How does the epic history of Abraham’s descendants relate to the overall story of salvation? What’s the logic of having it there?
I’ve discovered a clue that sheds a lot of light. It’s the utter centrality of family, and ancient ideas about how families were expected to function.
Over the history of the world, most people have understood the biblical emphasis on family much more than we do today. Traditional cultures throughout history revolved around the extended family. But because of our Western individualism, we find it difficult to appreciate this prominent theme that would have been obvious to the Bible’s original audience.
Not only is family central in the Old Testament, it is key to some very important controversies in the New Testament as well, such as including Gentiles among the growing movement of Jewish believers in Jesus. Grasping the ideas that ancient peoples had about the family, and how these themes play out can help us understand our Bibles from beginning to end.
The Ancient Idea of Family
The ancient Hebrews valued family and heritage beyond anything else. It was absolutely everything in terms of a person’s identity and life goals. (See “Where Family is Everything” for an example that still exists today.)

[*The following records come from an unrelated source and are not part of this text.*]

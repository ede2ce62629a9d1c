use chrono::{DateTime, FixedOffset, NaiveDate};
use serde::{Deserialize, Serialize};

use crate::domain::types::{
    BrandName, ChassisNumber, EngineNumber, ModelNumber, RegistrationNumber, Transmission,
    Variant, VehicleId, VehicleName, VehicleStatus, VehicleType,
};

/// Vehicle record as served by the remote collection.
///
/// Category values are kept exactly as received so that projections can
/// report values this client does not know about; use the typed accessors to
/// interpret them.
#[derive(Clone, Debug, Serialize, Deserialize, PartialEq)]
pub struct Vehicle {
    pub id: VehicleId,
    #[serde(default)]
    pub brand_name: String,
    #[serde(default)]
    pub vehicle_name: String,
    #[serde(default)]
    pub model_number: String,
    #[serde(default)]
    pub registration_number: String,
    #[serde(default)]
    pub vehicle_type: String,
    #[serde(default)]
    pub vehicle_subtype: Option<String>,
    #[serde(default)]
    pub variant: String,
    #[serde(default)]
    pub transmission: String,
    #[serde(default)]
    pub chassis_number: String,
    #[serde(default)]
    pub engine_number: String,
    #[serde(default)]
    pub description: Option<String>,
    #[serde(default)]
    pub status: Option<String>,
    #[serde(default)]
    pub created_at: Option<DateTime<FixedOffset>>,
    #[serde(default)]
    pub updated_at: Option<DateTime<FixedOffset>>,
}

impl Vehicle {
    pub fn vehicle_type(&self) -> Option<VehicleType> {
        self.vehicle_type.parse().ok()
    }

    pub fn variant(&self) -> Option<Variant> {
        self.variant.parse().ok()
    }

    pub fn transmission(&self) -> Option<Transmission> {
        self.transmission.parse().ok()
    }

    /// Normalized status; unknown or missing values count as active.
    pub fn status(&self) -> VehicleStatus {
        VehicleStatus::normalize(self.status.as_deref())
    }

    /// Calendar date of creation in the offset the server reported.
    pub fn created_on(&self) -> Option<NaiveDate> {
        self.created_at.map(|ts| ts.date_naive())
    }
}

/// Full set of operator-editable fields, used for both create and update.
///
/// Updates replace the whole record; identity and timestamps stay with the
/// server.
#[derive(Clone, Debug, Serialize, Deserialize, PartialEq)]
pub struct VehicleFields {
    pub brand_name: BrandName,
    pub vehicle_name: VehicleName,
    pub model_number: ModelNumber,
    pub registration_number: RegistrationNumber,
    pub vehicle_type: VehicleType,
    #[serde(skip_serializing_if = "Option::is_none")]
    pub vehicle_subtype: Option<String>,
    pub variant: Variant,
    pub transmission: Transmission,
    pub chassis_number: ChassisNumber,
    pub engine_number: EngineNumber,
    pub description: Option<String>,
    #[serde(default)]
    pub status: VehicleStatus,
}

impl VehicleFields {
    /// Builds the record the server is expected to return for these fields.
    #[must_use]
    pub fn into_vehicle(
        self,
        id: VehicleId,
        created_at: Option<DateTime<FixedOffset>>,
    ) -> Vehicle {
        Vehicle {
            id,
            brand_name: self.brand_name.into_inner(),
            vehicle_name: self.vehicle_name.into_inner(),
            model_number: self.model_number.into_inner(),
            registration_number: self.registration_number.into_inner(),
            vehicle_type: self.vehicle_type.as_str().to_string(),
            vehicle_subtype: self.vehicle_subtype,
            variant: self.variant.as_str().to_string(),
            transmission: self.transmission.as_str().to_string(),
            chassis_number: self.chassis_number.into_inner(),
            engine_number: self.engine_number.into_inner(),
            description: self.description,
            status: Some(self.status.as_str().to_string()),
            created_at,
            updated_at: created_at,
        }
    }
}

/// One page of the remote collection.
#[derive(Clone, Debug, Serialize, Deserialize, PartialEq)]
pub struct VehiclePage {
    pub results: Vec<Vehicle>,
    /// Total number of records matching the query across all pages.
    pub count: usize,
    pub page_size: usize,
}

impl VehiclePage {
    /// Number of pages the server will serve for this query.
    pub fn page_count(&self) -> usize {
        crate::pagination::page_count(self.count, self.page_size)
    }
}
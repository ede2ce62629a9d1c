//! Form definitions backing the vehicle editor.

use thiserror::Error;
use validator::ValidationErrors;

use crate::domain::types::TypeConstraintError;

pub mod vehicle;

#[derive(Debug, Error)]
/// Errors that can occur when processing form data.
pub enum FormError {
    #[error("validation errors: {0}")]
    Validation(#[from] ValidationErrors),

    #[error("{0}")]
    Field(#[from] TypeConstraintError),
}
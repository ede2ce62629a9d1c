use thiserror::Error;

use crate::forms::FormError;
use crate::repository::errors::RepositoryError;

pub mod list_controller;

/// Failure surfaced to the presentation layer by a controller intent.
#[derive(Clone, Debug, Error, PartialEq, Eq)]
pub enum ServiceError {
    /// Credential missing, expired or rejected; the operator must log in again.
    #[error("unauthorized: {0}")]
    Unauthorized(String),

    #[error("vehicle not found")]
    NotFound,

    #[error("validation failed: {0}")]
    Validation(String),

    #[error("network error: {0}")]
    Network(String),

    #[error("server error: {0}")]
    Server(String),

    /// The request was abandoned before it settled.
    #[error("request cancelled")]
    Cancelled,

    #[error("unexpected error: {0}")]
    Unexpected(String),
}

pub type ServiceResult<T> = Result<T, ServiceError>;

impl ServiceError {
    /// Transient failures the UI offers to retry.
    pub fn is_retryable(&self) -> bool {
        matches!(
            self,
            ServiceError::Network(_) | ServiceError::Server(_) | ServiceError::Cancelled
        )
    }

    pub fn requires_login(&self) -> bool {
        matches!(self, ServiceError::Unauthorized(_))
    }

    /// Message shown to the operator for a failed `operation` ("load vehicles",
    /// "update vehicle", ...).
    pub fn user_message(&self, operation: &str) -> String {
        match self {
            ServiceError::Unauthorized(_) => {
                "Your session has expired. Please log in again.".to_string()
            }
            ServiceError::NotFound if operation == list_controller::LOAD => {
                format!("Failed to {operation}: the requested page no longer exists.")
            }
            ServiceError::NotFound => {
                format!("Failed to {operation}: the vehicle no longer exists.")
            }
            ServiceError::Validation(reason) => format!("Failed to {operation}: {reason}"),
            ServiceError::Network(_) | ServiceError::Server(_) => {
                format!("Failed to {operation}. Please try again.")
            }
            ServiceError::Cancelled => format!("Request to {operation} was cancelled."),
            ServiceError::Unexpected(_) => format!("Failed to {operation}."),
        }
    }
}

impl From<RepositoryError> for ServiceError {
    fn from(err: RepositoryError) -> Self {
        match err {
            RepositoryError::Network(msg) => ServiceError::Network(msg),
            RepositoryError::Auth(msg) => ServiceError::Unauthorized(msg),
            RepositoryError::Validation(msg) => ServiceError::Validation(msg),
            RepositoryError::NotFound => ServiceError::NotFound,
            RepositoryError::Server(msg) => ServiceError::Server(msg),
            RepositoryError::Unexpected(msg) => ServiceError::Unexpected(msg),
        }
    }
}

impl From<FormError> for ServiceError {
    fn from(err: FormError) -> Self {
        ServiceError::Validation(err.to_string())
    }
}
#![allow(dead_code)]

use std::collections::HashMap;
use std::sync::Mutex;

use async_trait::async_trait;
use chrono::{DateTime, Duration};
use tokio::sync::oneshot;

use pushkind_fleet::domain::auth::Credential;
use pushkind_fleet::domain::types::{
    BrandName, ChassisNumber, EngineNumber, ModelNumber, RegistrationNumber, Transmission,
    Variant, VehicleId, VehicleName, VehicleStatus, VehicleType,
};
use pushkind_fleet::domain::vehicle::{Vehicle, VehicleFields, VehiclePage};
use pushkind_fleet::repository::errors::{RepositoryError, RepositoryResult};
use pushkind_fleet::repository::{VehicleListQuery, VehicleReader, VehicleWriter};

pub const TOKEN: &str = "secret";

pub fn credential() -> Credential {
    Credential::new(TOKEN)
}

pub fn fields(brand: &str, n: i32) -> VehicleFields {
    VehicleFields {
        brand_name: BrandName::new(brand).unwrap(),
        vehicle_name: VehicleName::new(format!("Model {n}")).unwrap(),
        model_number: ModelNumber::new(format!("M-{n}")).unwrap(),
        registration_number: RegistrationNumber::new(format!("REG-{n}")).unwrap(),
        vehicle_type: VehicleType::Car,
        vehicle_subtype: None,
        variant: Variant::Standard,
        transmission: Transmission::Manual,
        chassis_number: ChassisNumber::new(format!("CH-{n}")).unwrap(),
        engine_number: EngineNumber::new(format!("EN-{n}")).unwrap(),
        description: None,
        status: VehicleStatus::Active,
    }
}

struct Server {
    vehicles: Vec<Vehicle>,
    next_id: i32,
    list_calls: Vec<VehicleListQuery>,
    gates: HashMap<String, oneshot::Receiver<()>>,
    fail_next_list: Option<RepositoryError>,
}

/// In-memory stand-in for the remote collection.
///
/// Lists newest first, searches brand, name and registration number, and
/// answers pages past the end with `NotFound` like the real service. A list
/// call takes its snapshot immediately but can be held back with [`gate`]
/// before it is delivered.
///
/// [`gate`]: InMemoryRepository::gate
pub struct InMemoryRepository {
    page_size: usize,
    server: Mutex<Server>,
}

impl InMemoryRepository {
    pub fn new(page_size: usize) -> Self {
        Self {
            page_size,
            server: Mutex::new(Server {
                vehicles: Vec::new(),
                next_id: 1,
                list_calls: Vec::new(),
                gates: HashMap::new(),
                fail_next_list: None,
            }),
        }
    }

    /// Repository preloaded with `count` vehicles of brand `brand`.
    pub fn with_vehicles(page_size: usize, brand: &str, count: i32) -> Self {
        let repo = Self::new(page_size);
        for n in 0..count {
            repo.insert(fields(brand, n));
        }
        repo
    }

    pub fn insert(&self, fields: VehicleFields) -> Vehicle {
        let mut server = self.server.lock().unwrap();
        let id = VehicleId::new(server.next_id).unwrap();
        server.next_id += 1;
        let created_at = DateTime::parse_from_rfc3339("2025-01-01T08:00:00+00:00").unwrap()
            + Duration::days(i64::from(id.get()));
        let vehicle = fields.into_vehicle(id, Some(created_at));
        server.vehicles.push(vehicle.clone());
        vehicle
    }

    /// Holds back responses to list calls for `search` until the sender fires.
    pub fn gate(&self, search: &str) -> oneshot::Sender<()> {
        let (tx, rx) = oneshot::channel();
        self.server
            .lock()
            .unwrap()
            .gates
            .insert(search.to_string(), rx);
        tx
    }

    pub fn fail_next_list(&self, err: RepositoryError) {
        self.server.lock().unwrap().fail_next_list = Some(err);
    }

    pub fn list_calls(&self) -> Vec<VehicleListQuery> {
        self.server.lock().unwrap().list_calls.clone()
    }

    pub fn ids(&self) -> Vec<i32> {
        self.server
            .lock()
            .unwrap()
            .vehicles
            .iter()
            .map(|v| v.id.get())
            .collect()
    }

    fn check(credential: &Credential) -> RepositoryResult<()> {
        if credential.token() == TOKEN {
            Ok(())
        } else {
            Err(RepositoryError::Auth("Invalid token.".to_string()))
        }
    }

    fn snapshot(&self, server: &Server, query: &VehicleListQuery) -> RepositoryResult<VehiclePage> {
        let term = query.search.to_lowercase();
        let mut matching: Vec<Vehicle> = server
            .vehicles
            .iter()
            .filter(|v| {
                term.is_empty()
                    || v.brand_name.to_lowercase().contains(&term)
                    || v.vehicle_name.to_lowercase().contains(&term)
                    || v.registration_number.to_lowercase().contains(&term)
            })
            .cloned()
            .collect();
        matching.sort_by_key(|v| std::cmp::Reverse(v.id.get()));

        let count = matching.len();
        let start = (query.page - 1) * self.page_size;
        if query.page > 1 && start >= count {
            return Err(RepositoryError::NotFound);
        }

        Ok(VehiclePage {
            results: matching.into_iter().skip(start).take(self.page_size).collect(),
            count,
            page_size: self.page_size,
        })
    }
}

#[async_trait]
impl VehicleReader for InMemoryRepository {
    async fn list_vehicles(
        &self,
        credential: &Credential,
        query: &VehicleListQuery,
    ) -> RepositoryResult<VehiclePage> {
        let (result, gate) = {
            let mut server = self.server.lock().unwrap();
            server.list_calls.push(query.clone());
            let result = match server.fail_next_list.take() {
                Some(err) => Err(err),
                None => Self::check(credential).and_then(|_| self.snapshot(&server, query)),
            };
            (result, server.gates.remove(&query.search))
        };

        if let Some(gate) = gate {
            let _ = gate.await;
        }
        result
    }
}

#[async_trait]
impl VehicleWriter for InMemoryRepository {
    async fn create_vehicle(
        &self,
        credential: &Credential,
        fields: &VehicleFields,
    ) -> RepositoryResult<Vehicle> {
        Self::check(credential)?;
        Ok(self.insert(fields.clone()))
    }

    async fn update_vehicle(
        &self,
        credential: &Credential,
        id: VehicleId,
        fields: &VehicleFields,
    ) -> RepositoryResult<Vehicle> {
        Self::check(credential)?;
        let mut server = self.server.lock().unwrap();
        let slot = server
            .vehicles
            .iter_mut()
            .find(|v| v.id == id)
            .ok_or(RepositoryError::NotFound)?;
        *slot = fields.clone().into_vehicle(id, slot.created_at);
        Ok(slot.clone())
    }

    async fn delete_vehicle(&self, credential: &Credential, id: VehicleId) -> RepositoryResult<()> {
        Self::check(credential)?;
        let mut server = self.server.lock().unwrap();
        let before = server.vehicles.len();
        server.vehicles.retain(|v| v.id != id);
        if server.vehicles.len() == before {
            return Err(RepositoryError::NotFound);
        }
        Ok(())
    }
}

A person didn’t derive his identity from his occupation, but from his or her family. It was expected that children would take on their father’s profession and spiritual life too. It was also understood that children would take on their father’s personality—if a father was wise, his descendants would be wise; if he was warlike, his descendants would be warlike. For example, Ishmael is prophesied to be a “wild donkey of a man” in Genesis 16:12, with the assumption that his descendants would be too.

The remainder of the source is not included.